> Problem details
The entries below should be copied exactly and completely.
──────── Data in this exercise ────────
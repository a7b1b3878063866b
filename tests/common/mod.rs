//! Shared test infrastructure for integration tests.

use std::fs;
use std::path::{Path, PathBuf};
use std::process::{Command, Output};
use tempfile::TempDir;

pub const SHARDS: &str = "skills/generated/shards";
pub const FEED: &str = "reports/clawhub-top-downloads.json";
pub const SCORECARD: &str = "skills/state/skills-utility-scorecard.json";
pub const PLAN: &str = "skills/state/skills-redundancy-resolution-plan.json";
pub const REPORT: &str = "reports/clawhub-benchmark-rubric.md";

/// A temporary repository root holding a generated skill corpus.
pub struct CorpusFixture {
    pub dir: TempDir,
}

impl Default for CorpusFixture {
    fn default() -> Self {
        Self::new()
    }
}

impl CorpusFixture {
    pub fn new() -> Self {
        Self {
            dir: tempfile::tempdir().expect("create temp dir"),
        }
    }

    /// The standard three-skill corpus: one exact duplicate pair plus a
    /// bare document, and a two-record feed.
    pub fn standard() -> Self {
        let fixture = Self::new();
        fixture.write_skill(
            "shard-00",
            "0001-triage",
            "---\nname: u0001-triage\ndescription: Runs \"Log Triage\" for SRE teams. Use daily.\n---\n# Triage\n",
        );
        fixture.write_skill(
            "shard-00",
            "0002-triage",
            "---\nname: u0002-triage\ndescription: Runs \"Log Triage\" for SRE teams. Use daily.\n---\n# Triage\n",
        );
        fixture.write_skill("shard-01", "0003-report", "# Report\n");
        fixture.write_feed(
            r#"{"items": [
                {"slug": "small", "stats": {"downloads": 2}, "summary": "Small"},
                {"slug": "gog", "displayName": "Gog", "stats": {"downloads": 90}, "summary": "Google\nWorkspace"}
            ]}"#,
        );
        fixture
    }

    pub fn root(&self) -> &Path {
        self.dir.path()
    }

    pub fn skill_path(&self, shard: &str, dir: &str) -> PathBuf {
        self.root().join(SHARDS).join(shard).join(dir).join("SKILL.md")
    }

    pub fn write_skill(&self, shard: &str, dir: &str, text: &str) -> PathBuf {
        let path = self.skill_path(shard, dir);
        fs::create_dir_all(path.parent().expect("skill dir")).expect("create skill dir");
        fs::write(&path, text).expect("write skill");
        path
    }

    pub fn write_feed(&self, json: &str) {
        let path = self.root().join(FEED);
        fs::create_dir_all(path.parent().expect("feed dir")).expect("create feed dir");
        fs::write(path, json).expect("write feed");
    }

    pub fn read(&self, rel: &str) -> String {
        fs::read_to_string(self.root().join(rel)).expect("read fixture file")
    }

    /// Run `skillaudit <command> --root <fixture> <extra...>`.
    pub fn run(&self, command: &str, extra: &[&str]) -> Output {
        let mut cmd = Command::new(env!("CARGO_BIN_EXE_skillaudit"));
        cmd.arg(command).arg("--root").arg(self.root()).args(extra);
        cmd.env_remove("RUST_LOG");
        cmd.output().expect("run skillaudit")
    }
}

pub fn stdout_json(output: &Output) -> serde_json::Value {
    assert!(
        output.status.success(),
        "skillaudit failed: {}",
        String::from_utf8_lossy(&output.stderr)
    );
    serde_json::from_slice(&output.stdout).expect("parse stdout JSON")
}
────────
> Response
repository a7b1b3878063866b
filename tests/common/mod.rs
//! Shared test infrastructure for integration tests.

use std::fs;
use std::path::{Path, PathBuf};
use std::process::{Command, Output};
use tempfile::TempDir;

pub const SHARDS: &str = "skills/generated/shards";
pub const FEED: &str = "reports/clawhub-top-downloads.json";
pub const SCORECARD: &str = "skills/state/skills-utility-scorecard.json";
pub const PLAN: &str = "skills/state/skills-redundancy-resolution-plan.json";
pub const REPORT: &str = "reports/clawhub-benchmark-rubric.md";

/// A temporary repository root holding a generated skill corpus.
pub struct CorpusFixture {
    pub dir: TempDir,
}

impl Default for CorpusFixture {
    fn default() -> Self {
        Self::new()
    }
}

impl CorpusFixture {
    pub fn new() -> Self {
        Self {
            dir: tempfile::tempdir().expect("create temp dir"),
        }
    }

    /// The standard three-skill corpus: one exact duplicate pair plus a
    /// bare document, and a two-record feed.
    pub fn standard() -> Self {
        let fixture = Self::new();
        fixture.write_skill(
            "shard-00",
            "0001-triage",
            "---\nname: u0001-triage\ndescription: Runs \"Log Triage\" for SRE teams. Use daily.\n---\n# Triage\n",
        );
        fixture.write_skill(
            "shard-00",
            "0002-triage",
            "---\nname: u0002-triage\ndescription: Runs \"Log Triage\" for SRE teams. Use daily.\n---\n# Triage\n",
        );
        fixture.write_skill("shard-01", "0003-report", "# Report\n");
        fixture.write_feed(
            r#"{"items": [
                {"slug": "small", "stats": {"downloads": 2}, "summary": "Small"},
                {"slug": "gog", "displayName": "Gog", "stats": {"downloads": 90}, "summary": "Google\nWorkspace"}
            ]}"#,
        );
        fixture
    }

    pub fn root(&self) -> &Path {
        self.dir.path()
    }

    pub fn skill_path(&self, shard: &str, dir: &str) -> PathBuf {
        self.root().join(SHARDS).join(shard).join(dir).join("SKILL.md")
    }

    pub fn write_skill(&self, shard: &str, dir: &str, text: &str) -> PathBuf {
        let path = self.skill_path(shard, dir);
        fs::create_dir_all(path.parent().expect("skill dir")).expect("create skill dir");
        fs::write(&path, text).expect("write skill");
        path
    }

    pub fn write_feed(&self, json: &str) {
        let path = self.root().join(FEED);
        fs::create_dir_all(path.parent().expect("feed dir")).expect("create feed dir");
        fs::write(path, json).expect("write feed");
    }

    pub fn read(&self, rel: &str) -> String {
        fs::read_to_string(self.root().join(rel)).expect("read fixture file")
    }

    /// Run `skillaudit <command> --root <fixture> <extra...>`.
    pub fn run(&self, command: &str, extra: &[&str]) -> Output {
        let mut cmd = Command::new(env!("CARGO_BIN_EXE_skillaudit"));
        cmd.arg(command).arg("--root").arg(self.root()).args(extra);
        cmd.env_remove("RUST_LOG");
        cmd.output().expect("run skillaudit")
    }
}

pub fn stdout_json(output: &Output) -> serde_json::Value {
    assert!(
        output.status.success(),
        "skillaudit failed: {}",
        String::from_utf8_lossy(&output.stderr)
    );
    serde_json::from_slice(&output.stdout).expect("parse stdout JSON")
}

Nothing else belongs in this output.